→ Exercise description:
Give back the entries verbatim.

Stored data entries
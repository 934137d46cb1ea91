use super::{is_skipped, Navigator, StepInfo};
use crate::run::RunContext;
use crate::workflow::definition::{ProcessDefinition, ProcessElement, SequenceFlow, WorkflowDefinition};
use crate::workflow::error::NavigationError;
use crate::workflow::location::Location;
use std::collections::BTreeSet;

/// Navigates externally described process graphs. Only tasks become
/// locations; events and gateways are resolved on the way.
pub struct ProcessNavigator<'a> {
    definition: &'a ProcessDefinition,
}

impl<'a> ProcessNavigator<'a> {
    pub fn new(definition: &'a ProcessDefinition) -> Self {
        Self { definition }
    }

    fn element(&self, id: &str) -> Option<&'a ProcessElement> {
        self.definition
            .elements
            .iter()
            .find(|element| element.id() == id)
    }

    fn outgoing(&self, source: &str) -> impl Iterator<Item = &'a SequenceFlow> + '_ {
        let source = source.to_string();
        self.definition
            .flows
            .iter()
            .filter(move |flow| flow.source == source)
    }

    fn unknown(&self, location: &Location) -> NavigationError {
        NavigationError::UnknownLocation {
            workflow_id: self.definition.id.clone(),
            location: location.id().to_string(),
        }
    }

    fn flows_taken(&self, element: &ProcessElement, context: &RunContext) -> Vec<&'a SequenceFlow> {
        match element {
            ProcessElement::ExclusiveGateway { id, default_flow } => {
                let chosen = self
                    .outgoing(id)
                    .filter(|flow| Some(&flow.id) != default_flow.as_ref())
                    .find(|flow| {
                        flow.condition
                            .as_ref()
                            .is_none_or(|condition| condition.evaluate(context))
                    })
                    .or_else(|| {
                        default_flow
                            .as_ref()
                            .and_then(|default| self.outgoing(id).find(|flow| &flow.id == default))
                    });
                chosen.into_iter().collect()
            }
            ProcessElement::EndEvent { .. } => Vec::new(),
            other => self
                .outgoing(other.id())
                .filter(|flow| {
                    flow.condition
                        .as_ref()
                        .is_none_or(|condition| condition.evaluate(context))
                })
                .collect(),
        }
    }

    fn resolve_targets(
        &self,
        element: &ProcessElement,
        context: &RunContext,
        visited: &mut BTreeSet<String>,
        out: &mut Vec<Location>,
    ) {
        for flow in self.flows_taken(element, context) {
            if !visited.insert(flow.target.clone()) {
                continue;
            }
            let Some(target) = self.element(&flow.target) else {
                continue;
            };
            match target {
                ProcessElement::Task { id, step } if !is_skipped(step, context) => {
                    out.push(Location::at_node(id.clone()));
                }
                ProcessElement::EndEvent { .. } => {}
                other => self.resolve_targets(other, context, visited, out),
            }
        }
    }

    fn incoming(&self, target: &str) -> impl Iterator<Item = &'a SequenceFlow> + '_ {
        let target = target.to_string();
        self.definition
            .flows
            .iter()
            .filter(move |flow| flow.target == target)
    }

        fn start_event(&self) -> Option<&'a ProcessElement> {
        self.definition
            .elements
            .iter()
            .find(|element| matches!(element, ProcessElement::StartEvent { .. }))
    }
}

impl Navigator for ProcessNavigator<'_> {
    fn kind(&self) -> &'static str {
        "process"
    }

    fn can_navigate(&self, definition: &WorkflowDefinition) -> bool {
        matches!(
            definition,
            WorkflowDefinition::Process(def)
                if def.elements.iter().any(|e| matches!(e, ProcessElement::Task { .. }))
        )
    }

    fn start_location(&self) -> Result<Location, NavigationError> {
        self.start_locations()?
            .into_iter()
            .next()
            .ok_or_else(|| NavigationError::CannotNavigate {
                workflow_id: self.definition.id.clone(),
                navigator: "process",
            })
    }

    /// Every task reachable from the start event, in flow order. Gateway
    /// conditions on the way are evaluated against an empty context.
    fn start_locations(&self) -> Result<Vec<Location>, NavigationError> {
        let cannot = || NavigationError::CannotNavigate {
            workflow_id: self.definition.id.clone(),
            navigator: "process",
        };
        let start = self.start_event().ok_or_else(cannot)?;
        let mut visited = BTreeSet::from([start.id().to_string()]);
        let mut out = Vec::new();
        self.resolve_targets(start, &RunContext::default(), &mut visited, &mut out);
        if out.is_empty() {
            return Err(cannot());
        }
        Ok(out)
    }

    fn next_locations(
        &self,
        current: &Location,
        context: &RunContext,
    ) -> Result<Vec<Location>, NavigationError> {
        let element = current
            .node_id()
            .and_then(|id| self.element(id))
            .filter(|element| matches!(element, ProcessElement::Task { .. }))
            .ok_or_else(|| self.unknown(current))?;
        let mut visited = BTreeSet::from([element.id().to_string()]);
        let mut out = Vec::new();
        self.resolve_targets(element, context, &mut visited, &mut out);
        Ok(out)
    }

    fn step_info(&self, location: &Location) -> Result<StepInfo, NavigationError> {
        match location.node_id().and_then(|id| self.element(id)) {
            Some(ProcessElement::Task { step, .. }) => Ok(StepInfo::from_definition(step)),
            _ => Err(self.unknown(location)),
        }
    }

    /// A task directly behind a parallel gateway waits for every flow into
    /// that gateway.
    fn required_arrivals(&self, location: &Location) -> u32 {
        let Some(task_id) = location.node_id() else {
            return 1;
        };
        self.incoming(task_id)
            .map(|flow| match self.element(&flow.source) {
                Some(ProcessElement::ParallelGateway { id }) => self.incoming(id).count() as u32,
                _ => 1,
            })
            .max()
            .unwrap_or(1)
            .max(1)
    }

        fn total_steps(&self) -> usize {
        self.definition
            .elements
            .iter()
            .filter(|element| matches!(element, ProcessElement::Task { .. }))
            .count()
    }
}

→ Answer below:
repository 934137d46cb1ea91
use super::{is_skipped, Navigator, StepInfo};
use crate::run::RunContext;
use crate::workflow::definition::{ProcessDefinition, ProcessElement, SequenceFlow, WorkflowDefinition};
use crate::workflow::error::NavigationError;
use crate::workflow::location::Location;
use std::collections::BTreeSet;

/// Navigates externally described process graphs. Only tasks become
/// locations; events and gateways are resolved on the way.
pub struct ProcessNavigator<'a> {
    definition: &'a ProcessDefinition,
}

impl<'a> ProcessNavigator<'a> {
    pub fn new(definition: &'a ProcessDefinition) -> Self {
        Self { definition }
    }

    fn element(&self, id: &str) -> Option<&'a ProcessElement> {
        self.definition
            .elements
            .iter()
            .find(|element| element.id() == id)
    }

    fn outgoing(&self, source: &str) -> impl Iterator<Item = &'a SequenceFlow> + '_ {
        let source = source.to_string();
        self.definition
            .flows
            .iter()
            .filter(move |flow| flow.source == source)
    }

    fn unknown(&self, location: &Location) -> NavigationError {
        NavigationError::UnknownLocation {
            workflow_id: self.definition.id.clone(),
            location: location.id().to_string(),
        }
    }

    fn flows_taken(&self, element: &ProcessElement, context: &RunContext) -> Vec<&'a SequenceFlow> {
        match element {
            ProcessElement::ExclusiveGateway { id, default_flow } => {
                let chosen = self
                    .outgoing(id)
                    .filter(|flow| Some(&flow.id) != default_flow.as_ref())
                    .find(|flow| {
                        flow.condition
                            .as_ref()
                            .is_none_or(|condition| condition.evaluate(context))
                    })
                    .or_else(|| {
                        default_flow
                            .as_ref()
                            .and_then(|default| self.outgoing(id).find(|flow| &flow.id == default))
                    });
                chosen.into_iter().collect()
            }
            ProcessElement::EndEvent { .. } => Vec::new(),
            other => self
                .outgoing(other.id())
                .filter(|flow| {
                    flow.condition
                        .as_ref()
                        .is_none_or(|condition| condition.evaluate(context))
                })
                .collect(),
        }
    }

    fn resolve_targets(
        &self,
        element: &ProcessElement,
        context: &RunContext,
        visited: &mut BTreeSet<String>,
        out: &mut Vec<Location>,
    ) {
        for flow in self.flows_taken(element, context) {
            if !visited.insert(flow.target.clone()) {
                continue;
            }
            let Some(target) = self.element(&flow.target) else {
                continue;
            };
            match target {
                ProcessElement::Task { id, step } if !is_skipped(step, context) => {
                    out.push(Location::at_node(id.clone()));
                }
                ProcessElement::EndEvent { .. } => {}
                other => self.resolve_targets(other, context, visited, out),
            }
        }
    }

    fn incoming(&self, target: &str) -> impl Iterator<Item = &'a SequenceFlow> + '_ {
        let target = target.to_string();
        self.definition
            .flows
            .iter()
            .filter(move |flow| flow.target == target)
    }

        fn start_event(&self) -> Option<&'a ProcessElement> {
        self.definition
            .elements
            .iter()
            .find(|element| matches!(element, ProcessElement::StartEvent { .. }))
    }
}

impl Navigator for ProcessNavigator<'_> {
    fn kind(&self) -> &'static str {
        "process"
    }

    fn can_navigate(&self, definition: &WorkflowDefinition) -> bool {
        matches!(
            definition,
            WorkflowDefinition::Process(def)
                if def.elements.iter().any(|e| matches!(e, ProcessElement::Task { .. }))
        )
    }

    fn start_location(&self) -> Result<Location, NavigationError> {
        self.start_locations()?
            .into_iter()
            .next()
            .ok_or_else(|| NavigationError::CannotNavigate {
                workflow_id: self.definition.id.clone(),
                navigator: "process",
            })
    }

    /// Every task reachable from the start event, in flow order. Gateway
    /// conditions on the way are evaluated against an empty context.
    fn start_locations(&self) -> Result<Vec<Location>, NavigationError> {
        let cannot = || NavigationError::CannotNavigate {
            workflow_id: self.definition.id.clone(),
            navigator: "process",
        };
        let start = self.start_event().ok_or_else(cannot)?;
        let mut visited = BTreeSet::from([start.id().to_string()]);
        let mut out = Vec::new();
        self.resolve_targets(start, &RunContext::default(), &mut visited, &mut out);
        if out.is_empty() {
            return Err(cannot());
        }
        Ok(out)
    }

    fn next_locations(
        &self,
        current: &Location,
        context: &RunContext,
    ) -> Result<Vec<Location>, NavigationError> {
        let element = current
            .node_id()
            .and_then(|id| self.element(id))
            .filter(|element| matches!(element, ProcessElement::Task { .. }))
            .ok_or_else(|| self.unknown(current))?;
        let mut visited = BTreeSet::from([element.id().to_string()]);
        let mut out = Vec::new();
        self.resolve_targets(element, context, &mut visited, &mut out);
        Ok(out)
    }

    fn step_info(&self, location: &Location) -> Result<StepInfo, NavigationError> {
        match location.node_id().and_then(|id| self.element(id)) {
            Some(ProcessElement::Task { step, .. }) => Ok(StepInfo::from_definition(step)),
            _ => Err(self.unknown(location)),
        }
    }

    /// A task directly behind a parallel gateway waits for every flow into
    /// that gateway.
    fn required_arrivals(&self, location: &Location) -> u32 {
        let Some(task_id) = location.node_id() else {
            return 1;
        };
        self.incoming(task_id)
            .map(|flow| match self.element(&flow.source) {
                Some(ProcessElement::ParallelGateway { id }) => self.incoming(id).count() as u32,
                _ => 1,
            })
            .max()
            .unwrap_or(1)
            .max(1)
    }

        fn total_steps(&self) -> usize {
        self.definition
            .elements
            .iter()
            .filter(|element| matches!(element, ProcessElement::Task { .. }))
            .count()
    }
}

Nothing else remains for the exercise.